// SPDX-License-Identifier: BUSL-1.1
// Copyright (c) 2026 Alfred Jean LLC

//! IPC protocol between `oms` (CLI) and `omsd` (service). Spec §1 treats
//! the transport and wire mapping as "trivial glue" outside the core's
//! scope; this module is exactly that glue — a length-prefixed JSON frame
//! over a Unix socket, one request per connection, carrying the typed
//! commands/queries spec §4.1 names.
//!
//! Wire format: 4-byte big-endian length prefix + JSON payload (matches
//! this workspace's existing daemon/CLI framing convention).

use std::collections::HashMap;

use oms_core::{ModelBasic, RunJob, RunOptions, RunState};
use serde::{Deserialize, Serialize};
use thiserror::Error;
use tokio::io::{AsyncReadExt, AsyncWriteExt};

/// Caps a single frame so a misbehaving peer can't exhaust memory.
pub const MAX_MESSAGE_SIZE: usize = 16 * 1024 * 1024;

#[derive(Debug, Clone, Serialize, Deserialize, PartialEq)]
#[serde(tag = "type")]
pub enum Request {
    Ping,
    Submit {
        model: String,
        threads: u32,
        np: u32,
        is_not_on_root: bool,
        #[serde(default)]
        env: HashMap<String, String>,
        #[serde(default)]
        options: RunOptions,
        #[serde(default)]
        mem: u64,
        #[serde(default)]
        user: Option<String>,
        #[serde(default)]
        run_stamp: Option<String>,
    },
    Stop {
        model: String,
        submit_stamp: i64,
    },
    MoveQueue {
        submit_stamp: i64,
        position: usize,
    },
    DeleteHistory {
        submit_stamp: i64,
    },
    Query(Query),
}

#[derive(Debug, Clone, Serialize, Deserialize, PartialEq)]
#[serde(tag = "kind")]
pub enum Query {
    Queue,
    Active,
    History,
    Logs {
        model_name: String,
        run_stamp: String,
        #[serde(default)]
        start_line: usize,
        #[serde(default = "default_count")]
        count: i64,
    },
    AllModels,
    RefreshModels,
}

fn default_count() -> i64 {
    0
}

#[derive(Debug, Clone, Serialize, Deserialize, PartialEq)]
#[serde(tag = "type")]
pub enum Response {
    Pong,
    Submitted { run_stamp: String, run_state: Option<RunState> },
    Stopped { found: bool, is_running: bool },
    Moved,
    Deleted,
    Queue(Vec<RunJob>),
    Active(Vec<RunState>),
    History(Vec<RunState>),
    Logs(Vec<String>),
    Models(Vec<ModelBasic>),
    Refreshed { added: Vec<String>, removed: Vec<String> },
    Error { kind: String, message: String },
}

impl From<oms_core::Error> for Response {
    fn from(err: oms_core::Error) -> Self {
        Response::Error {
            kind: format!("{:?}", err.kind()),
            message: err.message,
        }
    }
}

#[derive(Debug, Error)]
pub enum ProtocolError {
    #[error("connection closed")]
    ConnectionClosed,
    #[error("message too large: {size} bytes (max {max})")]
    MessageTooLarge { size: usize, max: usize },
    #[error("serialization error: {0}")]
    Serde(#[from] serde_json::Error),
    #[error("I/O error: {0}")]
    Io(#[from] std::io::Error),
    #[error("timed out")]
    Timeout,
}

pub fn encode<T: Serialize>(value: &T) -> Result<Vec<u8>, ProtocolError> {
    Ok(serde_json::to_vec(value)?)
}

pub fn decode<T: for<'de> Deserialize<'de>>(bytes: &[u8]) -> Result<T, ProtocolError> {
    Ok(serde_json::from_slice(bytes)?)
}

pub async fn read_message<R: AsyncReadExt + Unpin>(reader: &mut R) -> Result<Vec<u8>, ProtocolError> {
    let mut len_buf = [0u8; 4];
    match reader.read_exact(&mut len_buf).await {
        Ok(_) => {}
        Err(e) if e.kind() == std::io::ErrorKind::UnexpectedEof => return Err(ProtocolError::ConnectionClosed),
        Err(e) => return Err(ProtocolError::Io(e)),
    }
    let len = u32::from_be_bytes(len_buf) as usize;
    if len > MAX_MESSAGE_SIZE {
        return Err(ProtocolError::MessageTooLarge { size: len, max: MAX_MESSAGE_SIZE });
    }
    let mut buf = vec![0u8; len];
    reader.read_exact(&mut buf).await?;
    Ok(buf)
}

pub async fn write_message<W: AsyncWriteExt + Unpin>(writer: &mut W, data: &[u8]) -> Result<(), ProtocolError> {
    if data.len() > MAX_MESSAGE_SIZE {
        return Err(ProtocolError::MessageTooLarge { size: data.len(), max: MAX_MESSAGE_SIZE });
    }
    writer.write_all(&(data.len() as u32).to_be_bytes()).await?;
    writer.write_all(data).await?;
    writer.flush().await?;
    Ok(())
}

#[cfg(test)]
#[path = "protocol_tests.rs"]
mod tests;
_____
Return the number of lines in the records holding the string "HashMap", without any other words.

2